The Fire_YEAR attribute is more reliable than Listed_fire_Dates for identifying fires within a certain year. This is because Fire_YEAR is directly assigned by the dataset producers as the main fire year, giving a standard, consistent year for each fire event. On the other hand, Listed_fire_Dates includes all individual dates from merged datasets that overlap in the same area and year. This can provide more details but also adds variation and possible duplication, especially when multiple sources are involved. Fire_YEAR simplifies finding fires in a specific timeframe by providing one clear reference year, without the need to interpret several dates. Hence we will use Fire_Year for filterimg the data, assuming all fires occured within the the months we have defined, since we do not have any reliable columns to determine the same.

Additionally I am loading only the columns that I determined to be relevant to our analysis.

In [23]:
# Initialize a list to store the data for the DataFrame
wildfire_data = []

# Loop through each feature in the GeoJSON FeatureCollection
for feature in feature_list:
    # Extract required attributes
    attributes = feature['attributes']
    
    # Create a dictionary with only the desired keys
    filtered_data = {
        'OBJECTID': attributes.get('OBJECTID'),
        'Assigned_Fire_Type': attributes.get('Assigned_Fire_Type'),
        'Fire_Year': attributes.get('Fire_Year'),
        'GIS_Acres': attributes.get('GIS_Acres'),
        'GIS_Hectares': attributes.get('GIS_Hectares'),
        'Listed_Fire_Names': attributes.get('Listed_Fire_Names'),
        'Overlap_Within_1_or_2_Flag': attributes.get('Overlap_Within_1_or_2_Flag'),
        'Shape_Length': attributes.get('Shape_Length'),
        'Shape_Area': attributes.get('Shape_Area'),
        'Circleness_Scale': attributes.get('Circleness_Scale'),
    }
    
    # Append the filtered data to the list
    wildfire_data.append(filtered_data)

# Create a DataFrame from the filtered data
wildfire_data_df = pd.DataFrame(wildfire_data)
wildfire_data_df = wildfire_data_df.loc[wildfire_data_df['Fire_Year'].between(STARTYEAR, ENDYEAR)]
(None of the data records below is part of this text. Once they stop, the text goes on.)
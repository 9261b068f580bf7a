use anyhow::Result;
use itertools::Itertools;
use serde_json::Value;
use std::fmt;

use crate::model::{Collection, Document, Id, Role};
use crate::store::traits::{EntityStore, EntityStoreExt};

/// A reference field and the collection its ids must exist in
#[derive(Debug, Clone, Copy)]
pub struct ReferenceField {
    pub path: &'static str,
    /// How the referenced record is named in error messages, e.g. "canton"
    pub label: &'static str,
    pub collection: Collection,
}

impl ReferenceField {
    pub const fn new(path: &'static str, label: &'static str, collection: Collection) -> Self {
        Self {
            path,
            label,
            collection,
        }
    }
}

/// Labels of the references that could not be resolved, in field order.
///
/// Displays as e.g. "Person not found and canton not found".
#[derive(Debug, Clone, Default, PartialEq, Eq)]
pub struct MissingReferences {
    labels: Vec<&'static str>,
}

impl MissingReferences {
    pub fn is_empty(&self) -> bool {
        self.labels.is_empty()
    }

    pub fn labels(&self) -> &[&'static str] {
        &self.labels
    }
}

impl fmt::Display for MissingReferences {
    fn fmt(&self, f: &mut fmt::Formatter<'_>) -> fmt::Result {
        let message = self
            .labels
            .iter()
            .map(|label| format!("{} not found", label))
            .join(" and ");
        let mut chars = message.chars();
        match chars.next() {
            Some(first) => write!(f, "{}{}", first.to_uppercase(), chars.as_str()),
            None => Ok(()),
        }
    }
}

/// Check that every listed reference of `document` points at an existing record.
/// A missing or malformed reference value counts as not found.
pub async fn missing_references<S: EntityStore>(
    store: &S,
    document: &Document,
    fields: &[ReferenceField],
) -> Result<MissingReferences> {
    let mut missing = MissingReferences::default();

    for field in fields {
        let found = match document.get(field.path) {
            Some(Value::String(id)) => store.exists(field.collection, id).await?,
            Some(Value::Array(items)) => {
                let mut all_found = true;
                for item in items {
                    let exists = match item.as_str() {
                        Some(id) => store.exists(field.collection, id).await?,
                        None => false,
                    };
                    if !exists {
                        all_found = false;
                        break;
                    }
                }
                all_found
            }
            _ => false,
        };

        if !found {
            missing.labels.push(field.label);
        }
    }

    Ok(missing)
}

/// What a post-insert role check found
#[derive(Debug, Clone, PartialEq, Eq)]
pub enum RoleCheck {
    Confirmed,
    PersonMissing(Id),
    /// `role` is `None` when the person's role is absent or not a known role
    Mismatch { person_id: Id, role: Option<Role> },
}

/// Check that each person exists and holds `expected` role; stops at the first failure.
/// Only the `role` field is read, so otherwise incomplete person records still check.
pub async fn verify_roles<S: EntityStore>(
    store: &S,
    person_ids: &[Id],
    expected: Role,
) -> Result<RoleCheck> {
    for person_id in person_ids {
        let Some(person) = store.find_by_id(Collection::People, person_id).await? else {
            return Ok(RoleCheck::PersonMissing(person_id.clone()));
        };
        let role = person
            .get("role")
            .and_then(|role| serde_json::from_value::<Role>(role.clone()).ok());
        if role != Some(expected) {
            return Ok(RoleCheck::Mismatch {
                person_id: person_id.clone(),
                role,
            });
        }
    }
    Ok(RoleCheck::Confirmed)
}

/// Result of [`insert_with_role_check`]
#[derive(Debug, Clone, PartialEq)]
pub enum VerifiedInsert {
    Stored(Document),
    /// The record was inserted, failed the role check, and was deleted again
    RolledBack(RoleCheck),
}

/// Insert a record, then confirm the people it extends or references have the expected
/// role. On failure the just-inserted record is deleted again.
///
/// The store offers no multi-collection transaction, so the check runs after the write
/// and is compensated rather than guarded up front. Concurrent writers to the same id are
/// not protected against.
pub async fn insert_with_role_check<S: EntityStore>(
    store: &S,
    collection: Collection,
    document: Document,
    person_ids: &[Id],
    expected: Role,
) -> Result<VerifiedInsert> {
    let stored = store.insert(collection, document).await?;
    let id = stored.id().unwrap_or_default().to_string();

    let check = match verify_roles(store, person_ids, expected).await {
        Ok(check) => check,
        Err(err) => {
            log::warn!(
                "Role check errored for new {} '{}', removing it: {:#}",
                collection,
                id,
                err
            );
            store.delete_one(collection, &id).await?;
            return Err(err);
        }
    };

    match check {
        RoleCheck::Confirmed => {
            log::info!("Created {} '{}'", collection, id);
            Ok(VerifiedInsert::Stored(stored))
        }
        failed => {
            log::warn!(
                "Role check failed for new {} '{}' ({:?}), removing it",
                collection,
                id,
                failed
            );
            store.delete_one(collection, &id).await?;
            Ok(VerifiedInsert::RolledBack(failed))
        }
    }
}

#[cfg(test)]
mod tests {
    use super::*;
    use crate::store::InMemoryStore;
    use serde_json::json;

    const ASSISTANT_REFERENCES: &[ReferenceField] = &[
        ReferenceField::new("_id", "person", Collection::People),
        ReferenceField::new("cantonId", "canton", Collection::Cantons),
    ];

    fn doc(value: Value) -> Document {
        serde_json::from_value(value).unwrap()
    }

    async fn seed(store: &InMemoryStore) {
        let address = json!({
            "postCode": 2800, "city": "Delémont", "streetName": "Rue", "streetNumber": 1
        });
        for (id, role) in [("kid", "child"), ("helper", "assistant")] {
            store
                .insert(
                    Collection::People,
                    doc(json!({
                        "_id": id, "firstName": "A", "lastName": "B", "email": "a@b.ch",
                        "phoneNumber": "000", "address": address, "role": role
                    })),
                )
                .await
                .unwrap();
        }
        store
            .insert(
                Collection::Cantons,
                doc(json!({"_id": "jura", "name": "Jura", "address": address})),
            )
            .await
            .unwrap();
    }

    #[test]
    fn messages_compose_in_field_order() {
        let missing = MissingReferences {
            labels: vec!["person", "canton"],
        };
        assert_eq!(missing.to_string(), "Person not found and canton not found");

        let missing = MissingReferences {
            labels: vec!["child for absence"],
        };
        assert_eq!(missing.to_string(), "Child for absence not found");
    }

    #[tokio::test]
    async fn reports_absent_and_dangling_references() {
        let store = InMemoryStore::new();
        seed(&store).await;

        let assistant = doc(json!({"_id": "helper", "cantonId": "jura"}));
        let ok = missing_references(&store, &assistant, ASSISTANT_REFERENCES)
            .await
            .unwrap();
        assert!(ok.is_empty());

        let both = missing_references(&store, &doc(json!({"_id": "ghost"})), ASSISTANT_REFERENCES)
            .await
            .unwrap();
        assert_eq!(both.labels(), &["person", "canton"]);

        let absence = [ReferenceField::new("absence", "child for absence", Collection::People)];
        let course = doc(json!({"absence": ["kid", "ghost"]}));
        let partial = missing_references(&store, &course, &absence)
            .await
            .unwrap();
        assert_eq!(partial.labels(), &["child for absence"]);
    }

    #[tokio::test]
    async fn wrong_role_is_rolled_back() {
        let store = InMemoryStore::new();
        seed(&store).await;

        let outcome = insert_with_role_check(
            &store,
            Collection::Assistants,
            doc(json!({"_id": "kid", "cantonId": "jura"})),
            &["kid".to_string()],
            Role::Assistant,
        )
        .await
        .unwrap();

        assert_eq!(
            outcome,
            VerifiedInsert::RolledBack(RoleCheck::Mismatch {
                person_id: "kid".to_string(),
                role: Some(Role::Child),
            })
        );
        assert_eq!(store.count(Collection::Assistants), 0);
    }

    #[tokio::test]
    async fn matching_role_is_kept() {
        let store = InMemoryStore::new();
        seed(&store).await;

        let outcome = insert_with_role_check(
            &store,
            Collection::Assistants,
            doc(json!({"_id": "helper", "cantonId": "jura"})),
            &["helper".to_string()],
            Role::Assistant,
        )
        .await
        .unwrap();

        assert!(matches!(
            outcome,
            VerifiedInsert::Stored(ref stored) if stored.id() == Some("helper")
        ));
        assert_eq!(store.count(Collection::Assistants), 1);
    }

    #[tokio::test]
    async fn role_is_read_from_incomplete_people() {
        let store = InMemoryStore::new();
        seed(&store).await;
        store
            .insert(Collection::People, doc(json!({"_id": "sparse", "role": "child"})))
            .await
            .unwrap();

        let outcome = insert_with_role_check(
            &store,
            Collection::Assistants,
            doc(json!({"_id": "sparse", "cantonId": "jura"})),
            &["sparse".to_string()],
            Role::Assistant,
        )
        .await
        .unwrap();

        assert_eq!(
            outcome,
            VerifiedInsert::RolledBack(RoleCheck::Mismatch {
                person_id: "sparse".to_string(),
                role: Some(Role::Child),
            })
        );
        assert_eq!(store.count(Collection::Assistants), 0);
    }

    /// Delegates to an in-memory store but cannot read people
    struct PeopleUnavailable(InMemoryStore);

    #[async_trait::async_trait]
    impl EntityStore for PeopleUnavailable {
        async fn find_many(
            &self,
            collection: Collection,
            filter: &crate::model::FilterExpr,
        ) -> Result<Vec<Document>> {
            self.0.find_many(collection, filter).await
        }

        async fn find_by_id(&self, collection: Collection, id: &str) -> Result<Option<Document>> {
            if collection == Collection::People {
                anyhow::bail!("connection reset");
            }
            self.0.find_by_id(collection, id).await
        }

        async fn insert(&self, collection: Collection, document: Document) -> Result<Document> {
            self.0.insert(collection, document).await
        }

        async fn update_one(
            &self,
            collection: Collection,
            id: &str,
            updates: &[crate::model::FieldUpdate],
        ) -> Result<crate::model::UpdateResult> {
            self.0.update_one(collection, id, updates).await
        }

        async fn delete_one(
            &self,
            collection: Collection,
            id: &str,
        ) -> Result<crate::model::DeleteResult> {
            self.0.delete_one(collection, id).await
        }
    }

    #[tokio::test]
    async fn failed_role_lookup_still_removes_the_record() {
        let inner = InMemoryStore::new();
        seed(&inner).await;
        let store = PeopleUnavailable(inner);

        let outcome = insert_with_role_check(
            &store,
            Collection::Assistants,
            doc(json!({"_id": "helper", "cantonId": "jura"})),
            &["helper".to_string()],
            Role::Assistant,
        )
        .await;

        assert!(outcome.is_err());
        assert_eq!(store.0.count(Collection::Assistants), 0);
    }
}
 This filetered dataframe is now merged with distances file to include the distance column for every fire feature. We will save this into a csv file - [all_wildfire_1964_2024.csv](https://github.com/ManasaSRonur/data-512-project/blob/main/intermediary_files/all_wildfire_1964_2024.csv), which can be used later to anlayze and create visualizations.

In [24]:
# Merge the two DataFrames on 'OBJECTID'
merged_df = pd.merge(wildfire_data_df, distance_df, on='OBJECTID', how='inner')
merged_df.to_csv('intermediary_files/all_wildfire_1964_2024.csv', index = False)

We will now filter the all fires dataset to include only those fires that are within 650 mile of Madison. This will provide us with a final dataset that can be used for analysis and prediction. This is stored as a csv file for easy access - [madison_wildfire_1964_2024.csv](https://github.com/ManasaSRonur/data-512-project/blob/main/intermediary_files/madison_wildfire_1964_2024.csv).

In [25]:
merged_df = merged_df.loc[merged_df['shortest_dist']<= MILE_BOUNDARY]
print(f"{len(merged_df)} fires occured within {MILE_BOUNDARY} miles of Madison, Wisconsin from {STARTYEAR} to {ENDYEAR}")
merged_df.to_csv('intermediary_files/madison_wildfire_1964_2024.csv', index = False)


19627 fires occured within 650 miles of Madison, Wisconsin from 1964 to 2024


So we have around 19627 fires that occured within 650 miles from the year 1964 to 2024, this csv will serve as a base for our smoke estimates and contains the columns that I determined as relevent to our analysis.